We’re nearing that time of year again—Halloween! Will you be carving a horse jack-o’-lantern for your front porch or barn? In this post you’ll find a horse jack-o’-lantern pattern and a tutorial on how to use scale drawing to resize any image. Who knows? By the end of this post you may decide to create your own design!

Pumpkins come in many sizes. If you have a horse stencil pattern that is too small or too large for your pumpkin, you’ll have to adjust the size of your pattern. How do you make your horse stencil the right size for your pumpkin? It’s easy, when you know a little math.

### Scale drawing

Scale drawing is a method used to change the size of any image. When you know how to use this technique, you can make an image larger or smaller. Scale drawing can be used for many projects, not just carving a Halloween pumpkin. You might want to make a decorative sign or poster or a card to give to a friend.

With scale drawing, an image is either drawn on an existing **grid, **or a grid is drawn over top of an already existing image.

### Using a grid

If you want to make the image bigger, you choose a second piece of paper with a bigger grid to transfer the image onto. A bigger grid means the lines are farther apart.

Math Talk – grid: a framework of spaced lines that are parallel to or cross each other. Each little square is used as a measurement.

The important thing to remember when choosing a grid, or drawing your own, is that the new grid and your pattern image grid must have a 1:1 **ratio**. This is very important – otherwise your drawing will be distorted!
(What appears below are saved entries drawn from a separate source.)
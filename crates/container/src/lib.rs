#![cfg_attr(test, allow(unused_crate_dependencies))]
//! Runtime side of the Caisson component container.
//!
//! Deployment ends here: resolved modules become frozen
//! [`RuntimeDescriptor`]s, published through a [`ContainerSystem`] that
//! dispatches calls under the declared transaction and security policies.
//!
//! # Key Types
//!
//! | Type | Role |
//! |------|------|
//! | [`ContainerSystem`] | Facade: deploy, undeploy, invoke, run lifecycle callbacks. |
//! | [`RuntimeDescriptor`] | Per-component dispatch table, callbacks and links. |
//! | [`InvocationContext`] | What context operations see during a call. |
//! | [`TransactionManager`] | Seam to the transaction service; [`LocalTransactionManager`] is in-memory. |
//! | [`SecurityService`] | Seam to authorization; [`StaticSecurityService`] trusts the identity. |
//! | [`JndiBinder`] | Seam to the naming service; [`MemoryBinder`] is in-memory. |
//! | [`CmpEngine`] | Optional seam for CMP finders. |
//!
//! Context operations called by business code live in [`context`].

mod cmp;
pub mod context;
mod descriptor;
mod dispatch;
mod error;
mod instances;
mod naming;
mod security;
mod system;
mod tx;

pub use cmp::CmpEngine;
pub use context::{ContextGuard, InvocationContext, Operation, Phase, PhaseSet};
pub use descriptor::{BoundMethod, ContainerOperation, DispatchEntry, ExposedInterface, Mapping, MethodTarget, RuntimeDescriptor, build_descriptors, map_method};
pub use error::{ContextError, IllegalState, InvocationError, TxError};
pub use naming::{JndiBinder, MemoryBinder, NamingError, ProxyReference, jndi_name};
pub use security::{GUEST_PRINCIPAL, SecurityService, StaticSecurityService};
pub use system::{AssemblyOutcome, ContainerSystem};
pub use tx::{FaultClass, LocalTransactionManager, TransactionManager, TxHandle, TxStatus, UserTransaction};
//! Transaction policies applied around a dispatched call.
//!
//! # Container-managed
//!
//! | Attribute | caller tx present | no caller tx |
//! |-----------|-------------------|--------------|
//! | Required | join | begin, commit on exit |
//! | RequiresNew | suspend, begin, commit, resume | begin, commit |
//! | Mandatory | join | `TransactionRequired` |
//! | NotSupported | suspend, run, resume | run |
//! | Never | `TransactionNotAllowed` | run |
//! | Supports | join | run |
//!
//! # Bean-managed
//!
//! The caller's transaction is suspended. A stateful instance gets back the
//! transaction it left open on its previous call. On exit a transaction still
//! open is stashed for a stateful instance and rolled back (with a system
//! error for the caller) for every other kind.
//!
//! # Faults
//!
//! Application faults roll back only when declared with `rollback = true`;
//! system faults always roll back. A system fault in a joined transaction
//! marks it rollback-only and surfaces as `TransactionRolledBack`.

use caisson_model::{BeanFault, ComponentKind, MethodRef, TransactionAttribute, Value};

use super::{FaultClass, TransactionManager, TxHandle};
use crate::InvocationError;
use crate::instances::{InstanceKey, InstanceStore};

/// What [`begin`] did to the thread's transaction association.
#[derive(Debug, Clone, Copy, PartialEq, Eq)]
pub(crate) enum TxScope {
	/// Runs in the caller's transaction.
	Joined,
	/// Runs in a transaction begun for this call.
	Owned { suspended: Option<TxHandle> },
	/// Runs without a transaction.
	Unspecified { suspended: Option<TxHandle> },
	/// The bean demarcates its own transactions.
	BeanManaged { suspended: Option<TxHandle> },
}

/// Applies a container-managed attribute before the call.
pub(crate) fn begin(tm: &dyn TransactionManager, attribute: TransactionAttribute, method: &MethodRef) -> Result<TxScope, InvocationError> {
	let caller = tm.status().is_active();
	let scope = match (attribute, caller) {
		(TransactionAttribute::Required | TransactionAttribute::Mandatory | TransactionAttribute::Supports, true) => TxScope::Joined,
		(TransactionAttribute::Required, false) => {
			tm.begin()?;
			TxScope::Owned { suspended: None }
		}
		(TransactionAttribute::RequiresNew, _) => {
			let suspended = tm.suspend();
			if let Err(error) = tm.begin() {
				resume_quietly(tm, suspended);
				return Err(error.into());
			}
			TxScope::Owned { suspended }
		}
		(TransactionAttribute::Mandatory, false) => return Err(InvocationError::TransactionRequired { method: method.clone() }),
		(TransactionAttribute::NotSupported, _) => TxScope::Unspecified { suspended: tm.suspend() },
		(TransactionAttribute::Never, true) => return Err(InvocationError::TransactionNotAllowed { method: method.clone() }),
		(TransactionAttribute::Never | TransactionAttribute::Supports, false) => TxScope::Unspecified { suspended: None },
	};
	tracing::trace!(%method, %attribute, ?scope, "transaction policy applied");
	Ok(scope)
}

/// Completes a container-managed scope and maps the call outcome.
pub(crate) fn complete(tm: &dyn TransactionManager, scope: TxScope, outcome: Result<Value, BeanFault>, classify: impl Fn(&BeanFault) -> FaultClass) -> Result<Value, InvocationError> {
	let (result, suspended) = match scope {
		TxScope::Joined => (complete_joined(tm, outcome, &classify), None),
		TxScope::Owned { suspended } => (complete_owned(tm, outcome, &classify), suspended),
		TxScope::Unspecified { suspended } | TxScope::BeanManaged { suspended } => (outcome.map_err(|fault| fault_error(fault, &classify)), suspended),
	};
	resume_after(tm, suspended, result)
}

fn complete_joined(tm: &dyn TransactionManager, outcome: Result<Value, BeanFault>, classify: &impl Fn(&BeanFault) -> FaultClass) -> Result<Value, InvocationError> {
	let fault = match outcome {
		Ok(value) => return Ok(value),
		Err(fault) => fault,
	};
	match classify(&fault) {
		FaultClass::Application { rollback: false } => Err(InvocationError::Application(fault)),
		FaultClass::Application { rollback: true } => {
			mark_rollback_quietly(tm);
			Err(InvocationError::Application(fault))
		}
		FaultClass::System => {
			mark_rollback_quietly(tm);
			Err(InvocationError::TransactionRolledBack(fault))
		}
	}
}

fn complete_owned(tm: &dyn TransactionManager, outcome: Result<Value, BeanFault>, classify: &impl Fn(&BeanFault) -> FaultClass) -> Result<Value, InvocationError> {
	match outcome {
		Ok(value) => {
			finish(tm)?;
			Ok(value)
		}
		Err(fault) => match classify(&fault) {
			FaultClass::Application { rollback: false } => {
				finish(tm)?;
				Err(InvocationError::Application(fault))
			}
			FaultClass::Application { rollback: true } => {
				rollback_quietly(tm);
				Err(InvocationError::Application(fault))
			}
			FaultClass::System => {
				rollback_quietly(tm);
				Err(InvocationError::System(fault))
			}
		},
	}
}

/// Commits an owned transaction, or rolls it back when it was marked rollback-only.
fn finish(tm: &dyn TransactionManager) -> Result<(), InvocationError> {
	if tm.status() == super::TxStatus::MarkedRollback {
		tm.rollback()?;
		return Ok(());
	}
	tm.commit()?;
	Ok(())
}

/// Suspends the caller's transaction and restores the instance's own, if any.
pub(crate) fn begin_bean_managed(tm: &dyn TransactionManager, instances: &InstanceStore, instance: Option<&InstanceKey>) -> Result<TxScope, InvocationError> {
	let suspended = tm.suspend();
	if let Some(tx) = instance.and_then(|key| instances.take_transaction(key))
		&& let Err(error) = tm.resume(tx)
	{
		resume_quietly(tm, suspended);
		return Err(error.into());
	}
	Ok(TxScope::BeanManaged { suspended })
}

/// Completes a bean-managed call: stash or roll back what the bean left open.
pub(crate) fn complete_bean_managed(
	tm: &dyn TransactionManager,
	instances: &InstanceStore,
	kind: ComponentKind,
	instance: Option<&InstanceKey>,
	scope: TxScope,
	outcome: Result<Value, BeanFault>,
	classify: impl Fn(&BeanFault) -> FaultClass,
) -> Result<Value, InvocationError> {
	let suspended = match scope {
		TxScope::BeanManaged { suspended } => suspended,
		other => return complete(tm, other, outcome, classify),
	};
	let mut result = outcome.map_err(|fault| fault_error(fault, &classify));

	if tm.status().is_active() {
		let system_failure = matches!(result, Err(InvocationError::System(_)));
		match instance {
			Some(key) if kind == ComponentKind::Stateful && !system_failure => {
				if let Some(tx) = tm.suspend() {
					tracing::trace!(%tx, "stashed bean-managed transaction for the next call");
					instances.stash_transaction(key.clone(), tx);
				}
			}
			_ => {
				rollback_quietly(tm);
				if !system_failure {
					tracing::warn!(%kind, "bean-managed transaction left open; rolled back");
					result = Err(InvocationError::illegal_state(format!(
						"{kind} component returned with an open bean-managed transaction"
					)));
				}
			}
		}
	}
	resume_after(tm, suspended, result)
}

fn fault_error(fault: BeanFault, classify: &impl Fn(&BeanFault) -> FaultClass) -> InvocationError {
	match classify(&fault) {
		FaultClass::Application { .. } => InvocationError::Application(fault),
		FaultClass::System => InvocationError::System(fault),
	}
}

fn resume_after(tm: &dyn TransactionManager, suspended: Option<TxHandle>, result: Result<Value, InvocationError>) -> Result<Value, InvocationError> {
	let Some(tx) = suspended else {
		return result;
	};
	match tm.resume(tx) {
		Ok(()) => result,
		Err(error) if result.is_ok() => Err(error.into()),
		Err(error) => {
			tracing::warn!(%tx, %error, "could not resume caller transaction");
			result
		}
	}
}

fn resume_quietly(tm: &dyn TransactionManager, suspended: Option<TxHandle>) {
	if let Some(tx) = suspended
		&& let Err(error) = tm.resume(tx)
	{
		tracing::warn!(%tx, %error, "could not resume caller transaction");
	}
}

fn rollback_quietly(tm: &dyn TransactionManager) {
	if let Err(error) = tm.rollback() {
		tracing::warn!(%error, "rollback failed");
	}
}

fn mark_rollback_quietly(tm: &dyn TransactionManager) {
	if let Err(error) = tm.set_rollback_only() {
		tracing::warn!(%error, "could not mark caller transaction rollback-only");
	}
}
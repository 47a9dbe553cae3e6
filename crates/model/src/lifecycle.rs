use serde::{Deserialize, Serialize};

/// Lifecycle events a component may register callbacks for.
#[derive(Debug, Clone, Copy, PartialEq, Eq, Hash, PartialOrd, Ord, Serialize, Deserialize)]
#[serde(rename_all = "kebab-case")]
pub enum LifecycleEvent {
	PostConstruct,
	PreDestroy,
	PostActivate,
	PrePassivate,
}

impl LifecycleEvent {
	pub const ALL: [Self; 4] = [Self::PostConstruct, Self::PreDestroy, Self::PostActivate, Self::PrePassivate];
}

impl std::fmt::Display for LifecycleEvent {
	fn fmt(&self, f: &mut std::fmt::Formatter<'_>) -> std::fmt::Result {
		let label = match self {
			Self::PostConstruct => "post-construct",
			Self::PreDestroy => "pre-destroy",
			Self::PostActivate => "post-activate",
			Self::PrePassivate => "pre-passivate",
		};
		f.write_str(label)
	}
}

/// One lifecycle callback: a no-argument method on the bean class or on an interceptor class.
#[derive(Debug, Clone, PartialEq, Eq, Hash, Serialize, Deserialize)]
#[serde(rename_all = "kebab-case")]
pub struct CallbackRef {
	/// Declaring class; `None` means the component's implementation class.
	#[serde(default, skip_serializing_if = "Option::is_none")]
	pub class: Option<String>,
	pub method: String,
}

impl CallbackRef {
	pub fn on_bean(method: impl Into<String>) -> Self {
		Self {
			class: None,
			method: method.into(),
		}
	}

	pub fn on_class(class: impl Into<String>, method: impl Into<String>) -> Self {
		Self {
			class: Some(class.into()),
			method: method.into(),
		}
	}
}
Math Talk – ratio: A ratio shows the relative sizes of two or more values. In this case, the ‘values’ are the grid with the image and the new grid on which you are going to transfer the image.

A 1:1 ratio means that you will have the exact same number of lines on the transfer grid paper as are on the image paper. It’s just that the lines will be a different distance apart.

You may have various sizes of grid paper (also called graph paper) already at home. If not, you can download and print grid paper from a website or make your own by carefully drawing lines using a ruler and pencil.

I used a site that gave me the options shown above for one inch grid paper. I chose the lines to be non-bold. The number options, written in blue, refers to the number of blocks per inch. This means, the first option, ‘One’, is grid paper with the lines one inch apart.

**1. If you chose ‘Two’ grid paper, how far apart will the lines be? **

**2. If you chose ‘Three’ grid paper, how far apart will the lines be? **

**3. If you chose ‘Four’ grid paper, how far apart will the lines be? **

Click here to download your copy of the horse picture at the right. I drew the horse on 1/2 inch grid paper.

**4. If you redraw the image on 1/4″ grid paper will the horse be bigger or smaller?**

**5. If you redraw the image on 1″ grid paper will the horse be bigger or smaller?**

**6. If you redraw the image on 1″ grid paper, what will the height of the resulting image be? **

**7. If you redraw the image on 1″ grid paper, what will the width of the resulting image be?**

To redraw the image, focus on one square at a time. I found it useful to number each square across the top and along the side to help match up the squares as I went along.

Draw what you see in each small square into the corresponding larger one until the entire image has been transferred. Feel free to make changes as you go, lines for the mane or tail can easily be different and you can always redraw the lines until you’re satisfied.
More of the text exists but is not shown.